::: INPUT
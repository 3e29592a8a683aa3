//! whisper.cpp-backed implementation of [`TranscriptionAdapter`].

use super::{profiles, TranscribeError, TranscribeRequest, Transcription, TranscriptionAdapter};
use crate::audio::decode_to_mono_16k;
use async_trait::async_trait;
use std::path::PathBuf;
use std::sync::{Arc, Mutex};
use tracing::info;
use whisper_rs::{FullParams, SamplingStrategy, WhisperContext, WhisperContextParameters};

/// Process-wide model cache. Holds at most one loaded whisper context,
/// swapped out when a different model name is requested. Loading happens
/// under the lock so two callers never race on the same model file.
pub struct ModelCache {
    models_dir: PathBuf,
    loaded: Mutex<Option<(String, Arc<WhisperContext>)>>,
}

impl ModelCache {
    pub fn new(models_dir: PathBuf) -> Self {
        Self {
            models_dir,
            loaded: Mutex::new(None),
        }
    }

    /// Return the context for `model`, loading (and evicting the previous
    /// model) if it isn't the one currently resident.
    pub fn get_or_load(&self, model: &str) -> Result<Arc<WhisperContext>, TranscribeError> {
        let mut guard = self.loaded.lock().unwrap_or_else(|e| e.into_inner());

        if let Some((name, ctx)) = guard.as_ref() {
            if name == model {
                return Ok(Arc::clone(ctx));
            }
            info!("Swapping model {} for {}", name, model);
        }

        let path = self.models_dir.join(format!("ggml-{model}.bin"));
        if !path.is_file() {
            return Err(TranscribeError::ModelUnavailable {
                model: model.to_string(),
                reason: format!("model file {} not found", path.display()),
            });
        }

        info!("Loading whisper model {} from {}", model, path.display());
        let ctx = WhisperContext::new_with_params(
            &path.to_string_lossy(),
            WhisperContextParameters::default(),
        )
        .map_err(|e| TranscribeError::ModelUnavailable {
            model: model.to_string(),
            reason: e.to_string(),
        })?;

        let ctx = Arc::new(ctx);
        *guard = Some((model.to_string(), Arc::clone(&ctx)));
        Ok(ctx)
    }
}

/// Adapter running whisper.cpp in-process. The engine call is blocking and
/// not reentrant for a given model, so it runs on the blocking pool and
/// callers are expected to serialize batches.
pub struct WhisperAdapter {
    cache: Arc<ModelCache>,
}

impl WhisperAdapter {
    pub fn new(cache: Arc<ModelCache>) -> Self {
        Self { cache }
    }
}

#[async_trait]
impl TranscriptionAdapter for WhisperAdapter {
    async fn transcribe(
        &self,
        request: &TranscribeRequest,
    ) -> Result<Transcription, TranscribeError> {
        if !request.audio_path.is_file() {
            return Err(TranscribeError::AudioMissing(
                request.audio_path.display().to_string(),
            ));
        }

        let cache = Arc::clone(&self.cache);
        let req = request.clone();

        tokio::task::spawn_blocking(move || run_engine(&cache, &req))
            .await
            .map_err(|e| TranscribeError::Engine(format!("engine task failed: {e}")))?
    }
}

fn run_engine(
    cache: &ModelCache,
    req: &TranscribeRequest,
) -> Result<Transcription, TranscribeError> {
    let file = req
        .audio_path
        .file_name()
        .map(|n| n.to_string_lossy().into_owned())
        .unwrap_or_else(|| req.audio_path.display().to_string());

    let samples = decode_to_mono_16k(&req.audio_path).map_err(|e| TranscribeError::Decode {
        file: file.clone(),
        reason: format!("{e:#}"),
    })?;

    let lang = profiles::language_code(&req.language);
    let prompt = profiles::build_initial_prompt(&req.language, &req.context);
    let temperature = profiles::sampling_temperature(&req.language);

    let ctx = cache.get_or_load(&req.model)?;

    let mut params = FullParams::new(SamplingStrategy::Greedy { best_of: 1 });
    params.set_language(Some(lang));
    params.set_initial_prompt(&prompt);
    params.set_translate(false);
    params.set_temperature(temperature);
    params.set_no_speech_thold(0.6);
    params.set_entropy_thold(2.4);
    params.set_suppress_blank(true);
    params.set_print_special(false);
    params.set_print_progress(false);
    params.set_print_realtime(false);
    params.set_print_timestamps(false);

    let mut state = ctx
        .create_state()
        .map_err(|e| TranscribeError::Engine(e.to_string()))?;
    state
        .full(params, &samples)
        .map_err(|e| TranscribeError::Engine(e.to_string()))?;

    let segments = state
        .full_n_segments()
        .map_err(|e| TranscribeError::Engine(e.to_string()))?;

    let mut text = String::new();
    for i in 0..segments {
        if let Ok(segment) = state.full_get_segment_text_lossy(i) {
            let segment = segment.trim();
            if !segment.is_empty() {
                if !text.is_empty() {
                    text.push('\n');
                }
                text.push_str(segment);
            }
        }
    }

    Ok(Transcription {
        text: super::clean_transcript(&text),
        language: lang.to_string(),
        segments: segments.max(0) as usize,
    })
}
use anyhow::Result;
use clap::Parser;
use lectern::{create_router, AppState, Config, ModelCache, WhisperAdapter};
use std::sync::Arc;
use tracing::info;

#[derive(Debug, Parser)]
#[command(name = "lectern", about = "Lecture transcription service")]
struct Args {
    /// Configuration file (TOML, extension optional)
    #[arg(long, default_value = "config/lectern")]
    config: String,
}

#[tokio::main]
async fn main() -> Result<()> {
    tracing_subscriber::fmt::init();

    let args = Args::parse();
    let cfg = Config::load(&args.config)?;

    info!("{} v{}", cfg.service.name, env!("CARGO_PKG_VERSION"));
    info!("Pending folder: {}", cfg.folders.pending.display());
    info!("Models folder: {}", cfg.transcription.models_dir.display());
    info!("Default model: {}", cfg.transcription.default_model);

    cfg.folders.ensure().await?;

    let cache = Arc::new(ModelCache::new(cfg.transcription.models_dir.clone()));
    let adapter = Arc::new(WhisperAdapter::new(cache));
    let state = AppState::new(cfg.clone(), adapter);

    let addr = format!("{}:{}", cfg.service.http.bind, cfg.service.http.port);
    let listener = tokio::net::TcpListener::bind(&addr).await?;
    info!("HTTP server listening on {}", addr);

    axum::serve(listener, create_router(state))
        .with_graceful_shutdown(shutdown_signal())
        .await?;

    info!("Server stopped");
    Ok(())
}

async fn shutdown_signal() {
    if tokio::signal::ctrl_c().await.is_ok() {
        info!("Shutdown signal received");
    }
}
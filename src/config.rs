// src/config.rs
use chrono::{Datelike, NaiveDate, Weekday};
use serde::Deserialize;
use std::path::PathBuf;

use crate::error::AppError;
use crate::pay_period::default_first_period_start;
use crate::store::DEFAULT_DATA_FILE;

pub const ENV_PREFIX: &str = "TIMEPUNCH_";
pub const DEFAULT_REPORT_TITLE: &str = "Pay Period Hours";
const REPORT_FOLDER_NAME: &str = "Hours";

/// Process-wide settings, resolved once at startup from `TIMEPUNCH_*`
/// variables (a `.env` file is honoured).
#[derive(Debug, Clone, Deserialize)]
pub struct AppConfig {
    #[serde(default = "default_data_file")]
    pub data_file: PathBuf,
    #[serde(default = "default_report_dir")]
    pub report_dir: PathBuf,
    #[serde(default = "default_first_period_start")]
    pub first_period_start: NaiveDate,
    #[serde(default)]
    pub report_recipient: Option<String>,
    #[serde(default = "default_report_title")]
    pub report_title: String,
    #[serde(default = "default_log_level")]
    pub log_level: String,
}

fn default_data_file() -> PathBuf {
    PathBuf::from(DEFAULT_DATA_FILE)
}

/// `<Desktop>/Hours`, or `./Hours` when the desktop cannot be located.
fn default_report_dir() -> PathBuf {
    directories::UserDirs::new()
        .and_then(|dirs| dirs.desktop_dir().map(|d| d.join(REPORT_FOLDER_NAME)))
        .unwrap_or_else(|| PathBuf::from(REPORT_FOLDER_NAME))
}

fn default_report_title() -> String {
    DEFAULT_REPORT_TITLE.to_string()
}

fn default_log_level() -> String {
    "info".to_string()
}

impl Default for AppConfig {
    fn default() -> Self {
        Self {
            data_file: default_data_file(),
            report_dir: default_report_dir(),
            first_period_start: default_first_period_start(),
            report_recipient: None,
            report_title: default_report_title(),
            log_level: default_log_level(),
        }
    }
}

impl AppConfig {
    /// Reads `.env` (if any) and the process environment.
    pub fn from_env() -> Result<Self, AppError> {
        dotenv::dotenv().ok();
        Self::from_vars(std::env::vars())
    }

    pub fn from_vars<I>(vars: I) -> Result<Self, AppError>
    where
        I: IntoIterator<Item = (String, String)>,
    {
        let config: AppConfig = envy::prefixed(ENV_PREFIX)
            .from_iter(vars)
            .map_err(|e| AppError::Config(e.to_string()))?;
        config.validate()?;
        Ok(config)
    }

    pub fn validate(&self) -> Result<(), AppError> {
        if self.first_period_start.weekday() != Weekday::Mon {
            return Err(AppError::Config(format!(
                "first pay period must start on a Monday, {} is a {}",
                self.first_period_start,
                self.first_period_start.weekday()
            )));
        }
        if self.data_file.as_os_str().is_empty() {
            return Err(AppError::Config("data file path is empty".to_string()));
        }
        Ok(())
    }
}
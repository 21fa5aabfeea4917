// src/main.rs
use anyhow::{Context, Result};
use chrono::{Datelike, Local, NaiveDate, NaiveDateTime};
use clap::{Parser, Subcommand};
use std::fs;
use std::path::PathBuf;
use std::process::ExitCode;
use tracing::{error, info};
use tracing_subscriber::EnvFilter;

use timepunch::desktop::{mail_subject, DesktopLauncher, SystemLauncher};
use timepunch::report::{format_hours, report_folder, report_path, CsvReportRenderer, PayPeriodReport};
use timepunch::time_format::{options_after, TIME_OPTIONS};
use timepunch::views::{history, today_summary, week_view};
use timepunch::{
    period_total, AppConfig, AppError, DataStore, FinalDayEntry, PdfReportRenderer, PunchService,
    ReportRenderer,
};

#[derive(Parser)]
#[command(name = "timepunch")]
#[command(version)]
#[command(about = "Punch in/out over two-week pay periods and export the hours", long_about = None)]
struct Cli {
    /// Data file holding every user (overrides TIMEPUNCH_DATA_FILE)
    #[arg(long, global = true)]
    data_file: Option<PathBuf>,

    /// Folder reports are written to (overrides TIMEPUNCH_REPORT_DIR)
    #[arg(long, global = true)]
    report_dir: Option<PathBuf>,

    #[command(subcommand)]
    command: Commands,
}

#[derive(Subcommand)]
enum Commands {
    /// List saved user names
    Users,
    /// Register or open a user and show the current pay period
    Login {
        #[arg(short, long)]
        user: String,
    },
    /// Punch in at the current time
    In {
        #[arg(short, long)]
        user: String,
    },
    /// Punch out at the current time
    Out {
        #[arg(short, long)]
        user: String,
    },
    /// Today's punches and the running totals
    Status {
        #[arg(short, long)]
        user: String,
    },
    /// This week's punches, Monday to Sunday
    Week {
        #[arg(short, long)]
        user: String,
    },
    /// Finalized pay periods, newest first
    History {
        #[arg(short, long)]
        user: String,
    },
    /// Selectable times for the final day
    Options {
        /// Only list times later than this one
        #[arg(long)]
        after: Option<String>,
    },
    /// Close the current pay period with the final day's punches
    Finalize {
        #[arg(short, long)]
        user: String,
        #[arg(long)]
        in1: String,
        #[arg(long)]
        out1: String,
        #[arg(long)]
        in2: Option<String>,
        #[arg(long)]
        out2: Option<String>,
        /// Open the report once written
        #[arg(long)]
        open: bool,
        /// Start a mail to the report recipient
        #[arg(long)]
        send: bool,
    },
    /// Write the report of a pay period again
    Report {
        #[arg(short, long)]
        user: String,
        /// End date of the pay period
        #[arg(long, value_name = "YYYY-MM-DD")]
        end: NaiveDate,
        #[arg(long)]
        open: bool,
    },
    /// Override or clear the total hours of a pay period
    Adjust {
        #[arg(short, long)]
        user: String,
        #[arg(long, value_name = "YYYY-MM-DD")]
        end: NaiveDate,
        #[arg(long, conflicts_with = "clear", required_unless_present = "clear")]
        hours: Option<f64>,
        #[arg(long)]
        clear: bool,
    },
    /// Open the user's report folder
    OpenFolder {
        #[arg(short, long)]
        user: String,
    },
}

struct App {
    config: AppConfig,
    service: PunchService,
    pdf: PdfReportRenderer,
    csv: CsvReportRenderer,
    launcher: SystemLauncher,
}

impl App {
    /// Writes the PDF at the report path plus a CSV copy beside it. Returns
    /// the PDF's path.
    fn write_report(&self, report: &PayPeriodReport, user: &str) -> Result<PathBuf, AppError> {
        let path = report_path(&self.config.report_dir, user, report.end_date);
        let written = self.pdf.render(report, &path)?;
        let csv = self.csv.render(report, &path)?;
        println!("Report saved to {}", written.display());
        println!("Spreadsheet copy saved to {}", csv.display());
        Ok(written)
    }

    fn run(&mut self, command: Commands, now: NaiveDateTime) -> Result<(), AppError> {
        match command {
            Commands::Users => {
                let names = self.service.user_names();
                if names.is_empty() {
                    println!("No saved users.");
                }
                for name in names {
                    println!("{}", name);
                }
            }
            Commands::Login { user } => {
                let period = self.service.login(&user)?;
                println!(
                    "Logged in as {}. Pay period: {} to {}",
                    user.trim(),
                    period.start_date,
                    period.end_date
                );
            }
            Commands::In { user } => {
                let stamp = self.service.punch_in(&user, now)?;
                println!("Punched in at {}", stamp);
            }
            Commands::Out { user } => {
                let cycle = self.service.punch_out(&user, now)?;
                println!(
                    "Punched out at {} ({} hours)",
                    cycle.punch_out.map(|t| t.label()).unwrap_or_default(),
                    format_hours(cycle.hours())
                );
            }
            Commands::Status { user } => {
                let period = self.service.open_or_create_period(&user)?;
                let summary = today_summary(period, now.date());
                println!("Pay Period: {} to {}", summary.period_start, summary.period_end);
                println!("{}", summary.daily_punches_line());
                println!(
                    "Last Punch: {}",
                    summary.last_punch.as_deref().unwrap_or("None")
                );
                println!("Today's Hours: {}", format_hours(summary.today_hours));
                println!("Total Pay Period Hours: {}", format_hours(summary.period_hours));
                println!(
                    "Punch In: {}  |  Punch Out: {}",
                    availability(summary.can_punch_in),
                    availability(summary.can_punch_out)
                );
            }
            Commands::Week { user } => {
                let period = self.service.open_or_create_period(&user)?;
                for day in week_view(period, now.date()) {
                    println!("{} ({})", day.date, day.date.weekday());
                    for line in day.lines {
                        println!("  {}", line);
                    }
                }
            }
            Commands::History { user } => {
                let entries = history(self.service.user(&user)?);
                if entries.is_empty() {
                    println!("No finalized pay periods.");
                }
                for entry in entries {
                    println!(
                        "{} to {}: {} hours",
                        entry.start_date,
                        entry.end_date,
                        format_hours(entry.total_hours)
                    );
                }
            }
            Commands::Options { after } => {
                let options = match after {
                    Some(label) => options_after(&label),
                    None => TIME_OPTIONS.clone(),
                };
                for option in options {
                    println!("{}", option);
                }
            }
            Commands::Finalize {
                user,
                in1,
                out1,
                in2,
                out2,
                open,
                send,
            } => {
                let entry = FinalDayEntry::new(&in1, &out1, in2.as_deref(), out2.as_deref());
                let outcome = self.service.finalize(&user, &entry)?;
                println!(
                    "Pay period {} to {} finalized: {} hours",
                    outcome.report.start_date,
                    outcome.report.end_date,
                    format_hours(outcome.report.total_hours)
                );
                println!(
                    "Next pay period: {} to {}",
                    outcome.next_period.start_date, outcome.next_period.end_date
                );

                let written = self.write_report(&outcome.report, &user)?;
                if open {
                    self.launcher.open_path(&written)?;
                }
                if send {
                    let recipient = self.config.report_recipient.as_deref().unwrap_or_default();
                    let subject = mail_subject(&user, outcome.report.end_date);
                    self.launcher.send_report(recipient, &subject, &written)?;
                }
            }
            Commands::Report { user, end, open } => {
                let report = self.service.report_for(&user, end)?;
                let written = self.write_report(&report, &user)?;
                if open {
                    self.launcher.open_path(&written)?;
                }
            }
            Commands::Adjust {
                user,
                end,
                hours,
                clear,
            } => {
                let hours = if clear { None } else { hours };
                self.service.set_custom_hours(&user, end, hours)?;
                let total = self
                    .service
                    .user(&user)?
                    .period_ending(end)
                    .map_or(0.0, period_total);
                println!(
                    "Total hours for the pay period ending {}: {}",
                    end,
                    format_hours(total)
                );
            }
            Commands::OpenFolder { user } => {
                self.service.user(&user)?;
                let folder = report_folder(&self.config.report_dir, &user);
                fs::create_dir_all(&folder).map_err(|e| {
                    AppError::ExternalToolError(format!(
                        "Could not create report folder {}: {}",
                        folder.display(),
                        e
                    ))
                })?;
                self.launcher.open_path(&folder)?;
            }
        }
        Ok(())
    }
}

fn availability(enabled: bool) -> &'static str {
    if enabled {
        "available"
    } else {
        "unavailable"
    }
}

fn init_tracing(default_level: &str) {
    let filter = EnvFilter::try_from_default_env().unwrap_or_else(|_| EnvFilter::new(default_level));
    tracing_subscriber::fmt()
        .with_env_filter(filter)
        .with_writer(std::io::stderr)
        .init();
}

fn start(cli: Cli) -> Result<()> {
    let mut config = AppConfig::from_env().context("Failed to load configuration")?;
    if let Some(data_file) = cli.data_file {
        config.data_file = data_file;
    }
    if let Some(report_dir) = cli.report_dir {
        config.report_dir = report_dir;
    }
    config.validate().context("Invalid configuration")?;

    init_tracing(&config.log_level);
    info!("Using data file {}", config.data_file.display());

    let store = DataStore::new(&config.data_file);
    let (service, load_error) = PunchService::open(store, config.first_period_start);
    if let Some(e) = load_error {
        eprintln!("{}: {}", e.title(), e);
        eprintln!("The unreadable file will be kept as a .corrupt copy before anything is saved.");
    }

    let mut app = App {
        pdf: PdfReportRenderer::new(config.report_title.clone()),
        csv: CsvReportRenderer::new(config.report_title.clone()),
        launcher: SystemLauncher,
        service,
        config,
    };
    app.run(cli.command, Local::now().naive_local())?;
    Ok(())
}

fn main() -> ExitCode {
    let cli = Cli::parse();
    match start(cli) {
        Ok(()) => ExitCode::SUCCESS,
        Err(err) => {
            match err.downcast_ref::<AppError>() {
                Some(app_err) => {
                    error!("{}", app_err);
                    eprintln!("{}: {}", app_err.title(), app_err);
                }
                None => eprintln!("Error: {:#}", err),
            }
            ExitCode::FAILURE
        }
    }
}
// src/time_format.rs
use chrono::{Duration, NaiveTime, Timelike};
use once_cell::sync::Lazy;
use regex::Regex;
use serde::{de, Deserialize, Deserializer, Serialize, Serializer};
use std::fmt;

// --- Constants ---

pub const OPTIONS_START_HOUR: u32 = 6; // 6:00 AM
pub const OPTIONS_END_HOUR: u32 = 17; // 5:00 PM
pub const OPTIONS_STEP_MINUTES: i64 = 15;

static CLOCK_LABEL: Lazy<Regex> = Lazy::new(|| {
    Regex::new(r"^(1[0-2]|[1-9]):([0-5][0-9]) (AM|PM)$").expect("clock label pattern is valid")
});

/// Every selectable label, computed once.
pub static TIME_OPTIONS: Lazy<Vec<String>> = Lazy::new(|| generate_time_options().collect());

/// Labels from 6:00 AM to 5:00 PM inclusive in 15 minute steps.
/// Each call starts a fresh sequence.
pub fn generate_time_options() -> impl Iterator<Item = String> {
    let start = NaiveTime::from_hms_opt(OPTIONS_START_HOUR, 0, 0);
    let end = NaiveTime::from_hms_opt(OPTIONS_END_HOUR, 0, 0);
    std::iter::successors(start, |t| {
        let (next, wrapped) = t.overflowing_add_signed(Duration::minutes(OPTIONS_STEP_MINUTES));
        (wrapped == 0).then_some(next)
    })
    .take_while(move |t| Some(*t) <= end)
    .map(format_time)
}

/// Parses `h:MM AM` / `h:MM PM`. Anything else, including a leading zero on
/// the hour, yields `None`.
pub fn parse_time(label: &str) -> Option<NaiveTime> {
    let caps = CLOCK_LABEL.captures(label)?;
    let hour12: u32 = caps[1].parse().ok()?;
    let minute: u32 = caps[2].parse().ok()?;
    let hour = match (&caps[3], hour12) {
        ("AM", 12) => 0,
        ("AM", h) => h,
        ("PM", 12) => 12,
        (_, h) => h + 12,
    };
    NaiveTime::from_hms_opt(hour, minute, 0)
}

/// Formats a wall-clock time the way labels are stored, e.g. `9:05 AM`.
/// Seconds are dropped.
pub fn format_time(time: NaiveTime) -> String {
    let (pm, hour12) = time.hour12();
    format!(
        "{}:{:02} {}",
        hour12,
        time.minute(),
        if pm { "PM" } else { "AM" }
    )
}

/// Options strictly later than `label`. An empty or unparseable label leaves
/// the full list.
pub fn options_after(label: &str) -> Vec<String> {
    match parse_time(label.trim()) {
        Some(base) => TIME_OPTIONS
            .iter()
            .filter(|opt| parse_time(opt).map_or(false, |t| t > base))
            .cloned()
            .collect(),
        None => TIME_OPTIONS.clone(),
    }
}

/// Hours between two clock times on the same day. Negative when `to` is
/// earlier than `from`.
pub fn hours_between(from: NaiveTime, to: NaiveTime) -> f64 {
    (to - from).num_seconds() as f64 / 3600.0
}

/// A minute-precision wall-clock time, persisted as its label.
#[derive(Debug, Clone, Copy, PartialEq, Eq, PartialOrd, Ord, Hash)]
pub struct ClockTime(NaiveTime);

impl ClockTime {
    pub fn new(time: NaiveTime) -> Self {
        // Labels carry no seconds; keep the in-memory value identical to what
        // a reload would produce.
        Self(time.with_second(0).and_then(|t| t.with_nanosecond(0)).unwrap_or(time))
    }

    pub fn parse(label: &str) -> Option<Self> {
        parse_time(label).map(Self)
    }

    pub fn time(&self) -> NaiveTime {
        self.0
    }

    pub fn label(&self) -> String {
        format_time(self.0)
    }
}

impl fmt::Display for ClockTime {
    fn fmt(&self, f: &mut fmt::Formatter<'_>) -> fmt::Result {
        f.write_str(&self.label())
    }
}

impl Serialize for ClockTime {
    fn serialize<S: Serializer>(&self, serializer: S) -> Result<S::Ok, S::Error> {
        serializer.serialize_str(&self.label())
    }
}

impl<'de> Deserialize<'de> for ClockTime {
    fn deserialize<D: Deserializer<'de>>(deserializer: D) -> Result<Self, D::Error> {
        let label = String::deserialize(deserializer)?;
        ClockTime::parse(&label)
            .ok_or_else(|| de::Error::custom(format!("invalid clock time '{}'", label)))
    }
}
::::::
**YOUR INSTRUCTIONS:**
Lines from the start of the records through the one containing "blocking pool and" are what should be retyped, exactly and in full, both ends included.

**OUTPUT OF THE TASK:**
repository 3e29592a8a683aa3
//! whisper.cpp-backed implementation of [`TranscriptionAdapter`].

use super::{profiles, TranscribeError, TranscribeRequest, Transcription, TranscriptionAdapter};
use crate::audio::decode_to_mono_16k;
use async_trait::async_trait;
use std::path::PathBuf;
use std::sync::{Arc, Mutex};
use tracing::info;
use whisper_rs::{FullParams, SamplingStrategy, WhisperContext, WhisperContextParameters};

/// Process-wide model cache. Holds at most one loaded whisper context,
/// swapped out when a different model name is requested. Loading happens
/// under the lock so two callers never race on the same model file.
pub struct ModelCache {
    models_dir: PathBuf,
    loaded: Mutex<Option<(String, Arc<WhisperContext>)>>,
}

impl ModelCache {
    pub fn new(models_dir: PathBuf) -> Self {
        Self {
            models_dir,
            loaded: Mutex::new(None),
        }
    }

    /// Return the context for `model`, loading (and evicting the previous
    /// model) if it isn't the one currently resident.
    pub fn get_or_load(&self, model: &str) -> Result<Arc<WhisperContext>, TranscribeError> {
        let mut guard = self.loaded.lock().unwrap_or_else(|e| e.into_inner());

        if let Some((name, ctx)) = guard.as_ref() {
            if name == model {
                return Ok(Arc::clone(ctx));
            }
            info!("Swapping model {} for {}", name, model);
        }

        let path = self.models_dir.join(format!("ggml-{model}.bin"));
        if !path.is_file() {
            return Err(TranscribeError::ModelUnavailable {
                model: model.to_string(),
                reason: format!("model file {} not found", path.display()),
            });
        }

        info!("Loading whisper model {} from {}", model, path.display());
        let ctx = WhisperContext::new_with_params(
            &path.to_string_lossy(),
            WhisperContextParameters::default(),
        )
        .map_err(|e| TranscribeError::ModelUnavailable {
            model: model.to_string(),
            reason: e.to_string(),
        })?;

        let ctx = Arc::new(ctx);
        *guard = Some((model.to_string(), Arc::clone(&ctx)));
        Ok(ctx)
    }
}

/// Adapter running whisper.cpp in-process. The engine call is blocking and
/// not reentrant for a given model, so it runs on the blocking pool and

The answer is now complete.